DeepSeek uses the same Bearer token (ANTHROPIC_AUTH_TOKEN or ANTHROPIC_API_KEY). No extra config is needed.

Endpoint: https://api.deepseek.com/user/balance

Example response:

{
  "is_available": true,
  "balance_infos": [
    {
      "currency": "CNY",
      "total_balance": "53.26",
      "granted_balance": "0.00",
      "topped_up_balance": "53.26"
    }
  ]
}

The script reads the first entry in balance_infos, then picks a currency symbol from currency (CNY, USD$) and formats total_balance to a compact decimal (trailing zeros and decimal point stripped).

With this response balance.summary becomes: ¥53.26.

OpenRouter

OpenRouter uses the same Bearer token (ANTHROPIC_AUTH_TOKEN or ANTHROPIC_API_KEY). No extra config is needed.

Endpoint: https://openrouter.ai/api/v1/credits

Example response:

{
  "data": {
    "total_credits": 200,
    "total_usage": 187.03
  }
}

The script computes remaining = total_credits - total_usage and renders it in USD. Formatting strips trailing zeros and decimal point from the remaining amount.

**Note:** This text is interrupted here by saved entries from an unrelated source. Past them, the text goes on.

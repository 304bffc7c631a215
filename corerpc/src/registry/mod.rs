//! Registry client: ephemeral endpoint registration, discovery, and
//! watch-driven cache invalidation (spec.md §4.5).

mod coordinator;
mod memory;

pub use coordinator::Coordinator;
pub use memory::InMemoryCoordinator;

use std::collections::HashSet;
use std::sync::{Arc, RwLock};
use std::time::Duration;

use log::warn;
use tokio::sync::mpsc;

use crate::balancer::LoadBalancer;
use crate::model::{RpcRequest, ServiceEndpoint};
use crate::{Result, RpcError};

const SERVICE_PATH_PREFIX: &str = "/rpc-services";
const INITIAL_BACKOFF: Duration = Duration::from_secs(1);
const MAX_CONNECT_ATTEMPTS: u32 = 3;

fn service_path(service_name: &str) -> String {
    format!("{SERVICE_PATH_PREFIX}/{service_name}")
}

/// Registers and discovers endpoints against a [`Coordinator`], caching the
/// discovered list and keeping it fresh via watch callbacks (spec.md §4.5).
pub struct RegistryClient {
    coordinator: Arc<dyn Coordinator>,
    balancer: Arc<dyn LoadBalancer>,
    caches: RwLock<std::collections::HashMap<String, Arc<Vec<ServiceEndpoint>>>>,
    watched: RwLock<HashSet<String>>,
}

impl RegistryClient {
    pub fn new(coordinator: Arc<dyn Coordinator>, balancer: Arc<dyn LoadBalancer>) -> Arc<Self> {
        Arc::new(Self {
            coordinator,
            balancer,
            caches: RwLock::new(std::collections::HashMap::new()),
            watched: RwLock::new(HashSet::new()),
        })
    }

    /// Registers an ephemeral-sequential child under the service's
    /// persistent parent, retrying connection loss with exponential backoff
    /// (initial 1s, up to 3 attempts) (spec.md §4.5).
    pub async fn register(&self, service_name: &str, endpoint: &ServiceEndpoint) -> Result<()> {
        let path = service_path(service_name);
        let payload = endpoint.address();
        let mut attempt = 0;
        let mut backoff = INITIAL_BACKOFF;
        loop {
            attempt += 1;
            match self.coordinator.create_ephemeral_sequential(&path, &payload).await {
                Ok(()) => return Ok(()),
                Err(err) if attempt < MAX_CONNECT_ATTEMPTS => {
                    warn!("registry registration attempt {attempt} failed: {err}; retrying in {backoff:?}");
                    tokio::time::sleep(backoff).await;
                    backoff *= 2;
                }
                Err(err) => return Err(err),
            }
        }
    }

    pub async fn unregister(&self, service_name: &str, endpoint: &ServiceEndpoint) -> Result<()> {
        let path = service_path(service_name);
        self.coordinator.remove_child(&path, &endpoint.address()).await
    }

    /// Reads children once, installs a watch that keeps the cache fresh, and
    /// returns the initial endpoint list. Discovery before any registrant
    /// exists yields an empty list, not an error (spec.md §4.5).
    pub async fn lookup(self: &Arc<Self>, service_name: &str) -> Result<Arc<Vec<ServiceEndpoint>>> {
        if let Some(cached) = self.caches.read().unwrap().get(service_name).cloned() {
            return Ok(cached);
        }

        let path = service_path(service_name);
        let children = self.coordinator.children(&path).await?;
        let endpoints = Arc::new(parse_children(&children));
        self.caches
            .write()
            .unwrap()
            .insert(service_name.to_string(), endpoints.clone());

        let newly_watched = self.watched.write().unwrap().insert(service_name.to_string());
        if newly_watched {
            spawn_watch_loop(self.clone(), service_name.to_string());
        }
        Ok(endpoints)
    }

    /// Atomically replaces the cached endpoint list for `service_name` in
    /// response to a watch callback (spec.md §4.5: "replace the cached list
    /// atomically... read-safe under concurrent lookups").
    pub fn replace_cache(&self, service_name: &str, children: &[String]) {
        let endpoints = Arc::new(parse_children(children));
        self.caches
            .write()
            .unwrap()
            .insert(service_name.to_string(), endpoints);
    }

    /// Consults the configured load balancer over the cached list for
    /// `request`'s service. Returns `NoEndpoints` if discovery has not yet
    /// populated a non-empty cache (spec.md §4.5).
    pub async fn select_endpoint(self: &Arc<Self>, request: &RpcRequest) -> Result<ServiceEndpoint> {
        let service_name = request.service_key().to_string();
        let endpoints = self.lookup(&service_name).await?;
        self.balancer
            .select(&endpoints, request)
            .cloned()
            .ok_or_else(|| RpcError::NoEndpoints(service_name))
    }
}

/// Spawns a task draining `watch_children` notifications for `service_name`
/// into `client`'s cache. Requires the client wrapped in an `Arc` so the
/// task can outlive the caller (spec.md §4.5 watch-driven invalidation).
pub fn spawn_watch_loop(client: Arc<RegistryClient>, service_name: String) {
    let path = service_path(&service_name);
    let (tx, mut rx) = mpsc::channel::<Vec<String>>(16);
    client.coordinator.watch_children(&path, tx);
    tokio::spawn(async move {
        while let Some(children) = rx.recv().await {
            client.replace_cache(&service_name, &children);
        }
    });
}

fn parse_children(children: &[String]) -> Vec<ServiceEndpoint> {
    children
        .iter()
        .filter_map(|payload| payload.parse().ok())
        .collect()
}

With this response balance.summary becomes: $12.97.

Volcengine

Not supported as of 2026-05-07. Volcengine usage currently has no reliable non-web path here; manual checking in the web console is the only supported option.

Extensions

Each entry is {key, command, timeout_ms?}. The command is run via /bin/sh -c; stdout (stripped) becomes the value. On non-zero exit or timeout, the value is empty. Extensions run sequentially.

extensions:
  - key: gpu
    command: "nvidia-smi --query-gpu=utilization.gpu --format=csv,noheader,nounits | head -n1"
    timeout_ms: 500

Then in the template: {% for ext in extensions %} | {{ ext.key }}: {{ ext.value }}{% endfor %}.

Smoke test

echo '{"model":{"id":"claude-opus-4-7","display_name":"Opus"},"cwd":"'"$PWD"'","context_window":{"used_percentage":15}}' \
  | ./claude-statusline.py

Status

v1. Caching is not implemented — every statusline render hits the provider API. This is fine because Claude Code only fires the statusline on assistant message complete (not every keystroke). If you hit rate limits, a short-TTL file cache would be the natural next step.